Companies engaged in sustainable land use, forestry, or payment for ecosystem services, such as carbon sequestration, can often end up displacing communities and undermining their traditional land claims. To avoid these conflicts, organizations engaged in carbon market initiatives—Reducing Emissions From Deforestation and Forest Degradation (REDD+), for example—and certification schemes—such as Forest Stewardship Council—have come to recognize the importance of working closely with local communities. Establishing secure land rights can incentivize and provide the legal support for farmers and communities to conserve forests and practice sustainable land management, while bolstering their livelihoods and food security.
According to a survey by USAID, a number of investors and companies have recognized the importance of land tenure and taken steps to strengthen it. One company involved in selling carbon credits discovered that it had acquired land in the Brazilian Amazon without accounting for historic community claims. Facing protests and unauthorized logging, the company worked with local communities to help them demarcate their holdings, obtain rural property titles, and seek alternative livelihoods to harvesting trees.
Signs of Progress
The United Nations, African Union, International Finance Corporation, and others have insisted that companies avoid land grabs and include land risks in their due diligence protocols. Thanks to a timely Oxfam campaign, the majority of major food and beverage companies have committed to zero tolerance for land grabs. Many agri-business and extractive companies have committed to the concept of Free, Prior and Informed Consent (FPIC), giving communities a stronger say in how their lands are managed. No doubt chastened by experiences in Peru and elsewhere, Newmont has become one of the loudest public champions of FPIC.

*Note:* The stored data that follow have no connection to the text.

//! `array`, `bytes` and the length-prefixed array presets, plus the raw byte
//! region helpers shared by strings and `parse`.

use log::trace;

use crate::{
    bytes::Cursor,
    context::Context,
    errors::{Error, Result},
    number::Number,
    schema::{Candidate, Count, Schema},
    together::{Arg, Constructor, take_args},
    value::{NULL, Value},
};

/// `count` elements of `item`.
pub fn array(item: impl Into<Candidate>, count: impl Into<Count>) -> Candidate {
    Schema::Array {
        item: item.into(),
        count: count.into(),
    }
    .into()
}

/// `array('uint8', count)`.
pub fn bytes(count: impl Into<Count>) -> Candidate {
    array(Number::Uint8, count)
}

/// Array prefixed with a uint8 count.
pub fn short_array(item: impl Into<Candidate>) -> Candidate {
    array(item, Number::Uint8)
}

/// Array prefixed with a uint16 count.
pub fn small_array(item: impl Into<Candidate>) -> Candidate {
    array(item, Number::Uint16)
}

/// Array prefixed with a uint32 count.
pub fn long_array(item: impl Into<Candidate>) -> Candidate {
    array(item, Number::Uint32)
}

pub static ARRAY: Constructor = Constructor {
    namespace: "array",
    arity: 2,
    build: build_array,
};

pub static BYTES: Constructor = Constructor {
    namespace: "bytes",
    arity: 1,
    build: build_bytes,
};

pub static SHORT_ARRAY: Constructor = Constructor {
    namespace: "shortArray",
    arity: 1,
    build: |args| build_prefixed("shortArray", args, Number::Uint8),
};

pub static SMALL_ARRAY: Constructor = Constructor {
    namespace: "smallArray",
    arity: 1,
    build: |args| build_prefixed("smallArray", args, Number::Uint16),
};

pub static LONG_ARRAY: Constructor = Constructor {
    namespace: "longArray",
    arity: 1,
    build: |args| build_prefixed("longArray", args, Number::Uint32),
};

fn build_array(args: Vec<Arg>) -> Result<Candidate> {
    let [item, count] = take_args("array", args)?;
    Ok(array(
        item.into_candidate("array")?,
        count.into_count("array")?,
    ))
}

fn build_bytes(args: Vec<Arg>) -> Result<Candidate> {
    let [count] = take_args("bytes", args)?;
    Ok(bytes(count.into_count("bytes")?))
}

fn build_prefixed(namespace: &'static str, args: Vec<Arg>, count: Number) -> Result<Candidate> {
    let [item] = take_args(namespace, args)?;
    Ok(array(item.into_candidate(namespace)?, count))
}

fn count_number(ctx: &Context<'_, '_>, schema: &Candidate) -> Result<Number> {
    match ctx.resolve(schema)?.as_ref() {
        Schema::Number(number) => Ok(*number),
        other => Err(Error::invalid(
            "array",
            format!("count schema {other} is not numeric"),
        )),
    }
}

/// Reads the element count; `None` means "until the input ends".
pub(crate) fn unpack_count(
    ctx: &Context<'_, '_>,
    count: &Count,
    cursor: &mut Cursor<'_>,
) -> Result<Option<usize>> {
    match count {
        Count::Static(n) => Ok(Some(*n)),
        Count::Prefixed(schema) => {
            let value = count_number(ctx, schema)?.unpack(cursor, ctx.little_endian())?;
            value.as_usize().map(Some).ok_or(Error::TypeMismatch {
                expected: "count",
                found: value.type_name(),
            })
        }
        Count::Auto => Ok(None),
    }
}

/// Writes the prefix of a prefixed count; other counts write nothing.
pub(crate) fn pack_count(
    ctx: &Context<'_, '_>,
    count: &Count,
    len: usize,
    out: &mut Vec<u8>,
) -> Result<()> {
    if let Count::Prefixed(schema) = count {
        count_number(ctx, schema)?.pack_count(len, ctx.little_endian(), out)?;
    }

    Ok(())
}

/// Reads a raw byte region sized by `count`.
pub(crate) fn unpack_raw<'a>(
    ctx: &Context<'_, '_>,
    count: &Count,
    cursor: &mut Cursor<'a>,
) -> Result<&'a [u8]> {
    match unpack_count(ctx, count, cursor)? {
        Some(n) => cursor.take(n),
        None => cursor.take(cursor.remaining()),
    }
}

/// Writes a raw byte region sized by `count`. Static regions are zero-padded
/// or truncated to their size.
pub(crate) fn pack_raw(
    ctx: &Context<'_, '_>,
    count: &Count,
    bytes: &[u8],
    out: &mut Vec<u8>,
) -> Result<()> {
    if let Count::Static(size) = count {
        let kept = bytes.len().min(*size);
        out.extend_from_slice(&bytes[..kept]);
        out.resize(out.len() + size - kept, 0);
        return Ok(());
    }

    pack_count(ctx, count, bytes.len(), out)?;
    out.extend_from_slice(bytes);

    Ok(())
}

pub(crate) fn unpack(
    ctx: &mut Context<'_, '_>,
    item: &Candidate,
    count: &Count,
    cursor: &mut Cursor<'_>,
) -> Result<Value> {
    let length = unpack_count(ctx, count, cursor)?;
    unpack_items(ctx, item, length, cursor)
}

/// Reads `length` elements, or elements until the input ends.
pub(crate) fn unpack_items(
    ctx: &mut Context<'_, '_>,
    item: &Candidate,
    length: Option<usize>,
    cursor: &mut Cursor<'_>,
) -> Result<Value> {
    let schema = ctx.resolve(item)?;

    if let Schema::Number(number) = schema.as_ref() {
        let little_endian = ctx.little_endian();
        let length = length.unwrap_or(cursor.remaining() / number.size());
        if number.supports_bulk(little_endian) {
            trace!("bulk unpack of {length} x {}", number.name());
            return number
                .unpack_bulk(cursor, length, little_endian)
                .map(Value::Array);
        }

        let mut items = Vec::with_capacity(length.min(cursor.remaining()));
        for _ in 0..length {
            items.push(number.unpack(cursor, little_endian)?);
        }
        return Ok(Value::Array(items));
    }

    let mut items = vec![];
    match length {
        Some(length) => {
            items.reserve(length.min(cursor.remaining()));
            for _ in 0..length {
                items.push(schema.unpack(ctx, cursor)?);
            }
        }
        None => {
            while !cursor.is_empty() {
                let before = cursor.position();
                let value = schema.unpack(ctx, cursor)?;
                if cursor.position() == before {
                    break;
                }
                items.push(value);
            }
        }
    }

    Ok(Value::Array(items))
}

/// The elements of an array input. `Null` is the empty array.
pub(crate) fn items_of(value: &Value) -> Result<&[Value]> {
    match value {
        Value::Array(items) => Ok(items),
        Value::Null => Ok(&[]),
        other => Err(Error::TypeMismatch {
            expected: "array",
            found: other.type_name(),
        }),
    }
}

pub(crate) fn pack(
    ctx: &mut Context<'_, '_>,
    item: &Candidate,
    count: &Count,
    value: &Value,
    out: &mut Vec<u8>,
) -> Result<()> {
    let items = items_of(value)?;
    let length = match count {
        Count::Static(n) => *n,
        _ => items.len(),
    };
    pack_count(ctx, count, items.len(), out)?;
    pack_items(ctx, item, items, length, out)
}

/// Writes exactly `length` elements: missing ones pack as `Null`, extra ones
/// are dropped.
pub(crate) fn pack_items(
    ctx: &mut Context<'_, '_>,
    item: &Candidate,
    items: &[Value],
    length: usize,
    out: &mut Vec<u8>,
) -> Result<()> {
    let schema = ctx.resolve(item)?;

    if let Schema::Number(number) = schema.as_ref() {
        let little_endian = ctx.little_endian();
        if number.supports_bulk(little_endian) {
            trace!("bulk pack of {length} x {}", number.name());
            return number.pack_bulk(items, length, little_endian, out);
        }
    }

    for i in 0..length {
        schema.pack(ctx, items.get(i).unwrap_or(&NULL), out)?;
    }

    Ok(())
}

A raft of new resources and guides have been developed to assist companies, investors, governments, and civil society to avoid land conflicts and strengthen land rights, including:
- Eleven guides, websites, and other materials on land tenure from the Interlaken Group, an informal network of civil society, companies, and multilateral organizations that focus on the private sector’s role in strengthening community land rights. The resources include IAN, a detailed geographic imaging database from TMP Systems, that indicates where land tenure risk is likely to create investment challenges.
- Oxfam and industry groups have developed guidance on stakeholder engagement and Free, Prior and Informed Consent (FPIC).

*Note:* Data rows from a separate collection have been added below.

// Copyright 2025 eraflo
//
// Licensed under the Apache License, Version 2.0 (the "License");
// you may not use this file except in compliance with the License.
// You may obtain a copy of the License at
//
//     http://www.apache.org/licenses/LICENSE-2.0
//
// Unless required by applicable law or agreed to in writing, software
// distributed under the License is distributed on an "AS IS" BASIS,
// WITHOUT WARRANTIES OR CONDITIONS OF ANY KIND, either express or implied.
// See the License for the specific language governing permissions and
// limitations under the License.

use super::buffer::CommandBuffer;
use std::collections::HashMap;

/// Identifies a prerecorded command buffer within a frame.
#[derive(Debug, Clone, Copy, PartialEq, Eq, Hash, PartialOrd, Ord)]
pub struct SubmissionId(pub u32);

/// Where the render queue looks up the command buffer of a submission.
pub trait SubmissionSource {
    /// The command buffer recorded for `id`, if any.
    fn command_buffer(&self, id: SubmissionId) -> Option<&CommandBuffer>;
}

impl SubmissionSource for [CommandBuffer] {
    fn command_buffer(&self, id: SubmissionId) -> Option<&CommandBuffer> {
        self.get(id.0 as usize)
    }
}

impl SubmissionSource for HashMap<SubmissionId, CommandBuffer> {
    fn command_buffer(&self, id: SubmissionId) -> Option<&CommandBuffer> {
        self.get(&id)
    }
}

/// A per-frame arena of command buffers addressed by [`SubmissionId`].
///
/// Buffers are reset rather than freed between frames, so recording reuses
/// the storage of previous frames.
#[derive(Debug, Default)]
pub struct SubmissionTable {
    buffers: Vec<CommandBuffer>,
    used: usize,
}

impl SubmissionTable {
    /// Creates an empty table.
    pub fn new() -> Self {
        Self::default()
    }

    /// Opens the next submission with an empty command buffer.
    pub fn begin(&mut self) -> (SubmissionId, &mut CommandBuffer) {
        let id = SubmissionId(self.used as u32);
        if self.used == self.buffers.len() {
            self.buffers.push(CommandBuffer::new());
        }
        self.used += 1;
        let buffer = &mut self.buffers[id.0 as usize];
        buffer.reset();
        (id, buffer)
    }

    /// The command buffer of `id`, while it belongs to the current frame.
    pub fn get(&self, id: SubmissionId) -> Option<&CommandBuffer> {
        self.buffers[..self.used].get(id.0 as usize)
    }

    /// Mutable access to the command buffer of `id`.
    pub fn get_mut(&mut self, id: SubmissionId) -> Option<&mut CommandBuffer> {
        self.buffers[..self.used].get_mut(id.0 as usize)
    }

    /// Number of submissions opened this frame.
    pub fn len(&self) -> usize {
        self.used
    }

    /// `true` if no submission was opened this frame.
    pub fn is_empty(&self) -> bool {
        self.used == 0
    }

    /// Invalidates every submission, keeping the buffers for reuse.
    pub fn reset(&mut self) {
        self.used = 0;
    }
}

impl SubmissionSource for SubmissionTable {
    fn command_buffer(&self, id: SubmissionId) -> Option<&CommandBuffer> {
        self.get(id)
    }
}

- Landesa recently launched the Responsible Investments in Property and Land (RIPL) platform with the support of the United Kingdom Department for International Development (DFID). It includes several resources—among them a Commitment to Practice Due Diligence tool and guidance on gender and women’s engagement–to help companies, governments, and communities navigate the land investment process.

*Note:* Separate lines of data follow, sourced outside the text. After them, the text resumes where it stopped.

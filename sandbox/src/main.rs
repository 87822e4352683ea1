// Copyright 2025 eraflo
//
// Licensed under the Apache License, Version 2.0 (the "License");
// you may not use this file except in compliance with the License.
// You may obtain a copy of the License at
//
//     http://www.apache.org/licenses/LICENSE-2.0
//
// Unless required by applicable law or agreed to in writing, software
// distributed under the License is distributed on an "AS IS" BASIS,
// WITHOUT WARRANTIES OR CONDITIONS OF ANY KIND, either express or implied.
// See the License for the specific language governing permissions and
// limitations under the License.

// Kiln Sandbox
// Runs a few headless frames through the allocator, the command buffers and the queue.

use std::mem;
use std::sync::Arc;

use anyhow::{Context, Result};
use kiln_core::math::LinearRgba;
use kiln_core::renderer::{
    CompareFunction, DepthStencilStateDescriptor, InputLayoutId, PipelineState,
    PipelineStateDescriptor, PrimitiveTopology, RenderQueue, RenderSettings, StencilFaceState,
    StencilOperation, SubmissionTable, TransientUsage, Viewport,
};
use kiln_core::GraphicsContext;
use kiln_infra::{HeadlessDevice, HeadlessSettings, RecordingSink};

const DEFAULT_FRAME_COUNT: u64 = 8;
const QUADS_PER_FRAME: usize = 16;

const SCENE_BUCKET: u32 = 0;
const OVERLAY_BUCKET: u32 = 1;

#[repr(C)]
#[derive(Copy, Clone, Debug, bytemuck::Pod, bytemuck::Zeroable)]
struct Vertex {
    position: [f32; 3],
    color: [f32; 3],
}

#[repr(C)]
#[derive(Copy, Clone, Debug, bytemuck::Pod, bytemuck::Zeroable)]
struct DrawConstants {
    offset: [f32; 4],
    tint: [f32; 4],
}

fn quad(size: f32) -> [Vertex; 4] {
    let color = [0.8, 0.3, 0.1];
    [
        Vertex { position: [-size, -size, 0.0], color },
        Vertex { position: [size, -size, 0.0], color },
        Vertex { position: [-size, size, 0.0], color },
        Vertex { position: [size, size, 0.0], color },
    ]
}

/// Reads render settings from a JSON file, or the defaults without one.
fn load_settings(path: Option<&str>) -> Result<RenderSettings> {
    let Some(path) = path else {
        return Ok(RenderSettings::default());
    };
    let text = std::fs::read_to_string(path)
        .with_context(|| format!("reading settings from {path}"))?;
    let settings: RenderSettings =
        serde_json::from_str(&text).with_context(|| format!("parsing settings in {path}"))?;
    log::info!("Loaded render settings from {}", path);
    Ok(settings)
}

struct Pipelines {
    scene: PipelineState,
    overlay: PipelineState,
}

fn create_pipelines(context: &GraphicsContext) -> Result<Pipelines> {
    let scene = context.create_pipeline_state(&PipelineStateDescriptor {
        label: Some("scene".into()),
        depth_stencil: Some(DepthStencilStateDescriptor::default()),
        ..Default::default()
    })?;
    let mask = StencilFaceState {
        compare: CompareFunction::Equal,
        fail_op: StencilOperation::Keep,
        depth_fail_op: StencilOperation::Keep,
        depth_pass_op: StencilOperation::Keep,
    };
    let overlay = context.create_pipeline_state(&PipelineStateDescriptor {
        label: Some("overlay".into()),
        depth_stencil: Some(DepthStencilStateDescriptor {
            stencil_front: mask,
            stencil_back: mask,
            stencil_reference: 1,
            ..Default::default()
        }),
        ..Default::default()
    })?;
    Ok(Pipelines { scene, overlay })
}

fn record_frame(
    context: &mut GraphicsContext,
    pipelines: &Pipelines,
    table: &mut SubmissionTable,
    queue: &mut RenderQueue,
) -> Result<()> {
    let frame = context.frame_number();
    for i in 0..QUADS_PER_FRAME {
        let vertices = context.allocate_with_data(
            TransientUsage::Vertex,
            bytemuck::cast_slice(&quad(0.05 + i as f32 * 0.01)),
        )?;
        let constants = DrawConstants {
            offset: [i as f32 * 0.1 - 0.8, 0.0, 0.0, 0.0],
            tint: [1.0, 1.0, 1.0, (frame % 4) as f32 * 0.25],
        };
        let uniforms =
            context.allocate_with_data(TransientUsage::Constant, bytemuck::bytes_of(&constants))?;

        let (id, buffer) = table.begin();
        buffer.record_set_pipeline_state(&pipelines.scene);
        buffer.record_bind_vertex_buffers(
            &[vertices.vertex_binding(mem::size_of::<Vertex>() as u32)],
            InputLayoutId(0),
        )?;
        buffer.record_bind_constant_buffers(&[uniforms.binding()])?;
        buffer.record_draw(PrimitiveTopology::TriangleStrip, 0, 4, 0, 1)?;
        queue.submit(SCENE_BUCKET, id)?;
    }

    // A full-screen overlay masked by the stencil, with vertices generated in the shader.
    let (id, buffer) = table.begin();
    buffer.record_set_pipeline_state(&pipelines.overlay);
    buffer.record_draw_procedural(PrimitiveTopology::TriangleList, 3, 0, 1)?;
    queue.submit(OVERLAY_BUCKET, id)?;
    Ok(())
}

fn main() -> Result<()> {
    use env_logger::{Builder, Env};

    Builder::from_env(Env::default().default_filter_or("info")).init();

    // Usage: sandbox [settings.json] [frame count]
    let args: Vec<String> = std::env::args().skip(1).collect();
    let settings = load_settings(args.first().map(String::as_str))?;
    let frame_count = match args.get(1) {
        Some(n) => n
            .parse::<u64>()
            .with_context(|| format!("invalid frame count {n:?}"))?,
        None => DEFAULT_FRAME_COUNT,
    };
    let device = HeadlessDevice::new(HeadlessSettings::default());
    let mut context = GraphicsContext::init(Arc::new(device.clone()), settings)?;
    let pipelines = create_pipelines(&context)?;

    let mut queue = RenderQueue::new();
    queue.set_bucket_viewports(SCENE_BUCKET, &[Viewport::with_size(1280.0, 720.0)])?;
    queue.clear_color(SCENE_BUCKET, LinearRgba::rgb(0.1, 0.1, 0.12))?;
    queue.clear_depth(SCENE_BUCKET, 1.0)?;
    queue.set_bucket_viewports(OVERLAY_BUCKET, &[Viewport::with_size(1280.0, 720.0)])?;

    let mut table = SubmissionTable::new();
    let mut sink = RecordingSink::new();

    for _ in 0..frame_count {
        table.reset();
        sink.clear();
        record_frame(&mut context, &pipelines, &mut table, &mut queue)?;
        let flushed = queue.flush(&table, &mut sink)?;
        log::debug!(
            "Frame {}: {} items, {} draws, {} device calls",
            context.frame_number(),
            flushed.items,
            sink.draw_count(),
            sink.ops().len()
        );
        match context.mark_frame_boundary() {
            Ok(report) => log::debug!(
                "Frame {} started: {} blocks reclaimed",
                report.frame,
                report.reclaimed_blocks
            ),
            Err(e) => log::warn!("Frame boundary: {}", e),
        }
    }

    log::info!(
        "Transient allocator after {} frames:\n{}",
        frame_count,
        context.stats()
    );
    context.shutdown()?;
    log::info!("Device after shutdown: {:?}", device.stats());
    Ok(())
}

- The Community Land Protection Facilitator Guide and Community-Investor Negotiation Guides, from a network of grassroots legal advocates, Namati, and the Columbia Center on Sustainable Investment, support communities.
Driven by high-profile conflicts, companies, and investors have come to understand the risks of ignoring land rights. But simply avoiding conflict won’t suffice. Opportunities abound for companies with the foresight to support the land rights of communities, women, and smallholder farmers as a means to build lasting stability, more robust supply chains, and improved conservation of natural resources.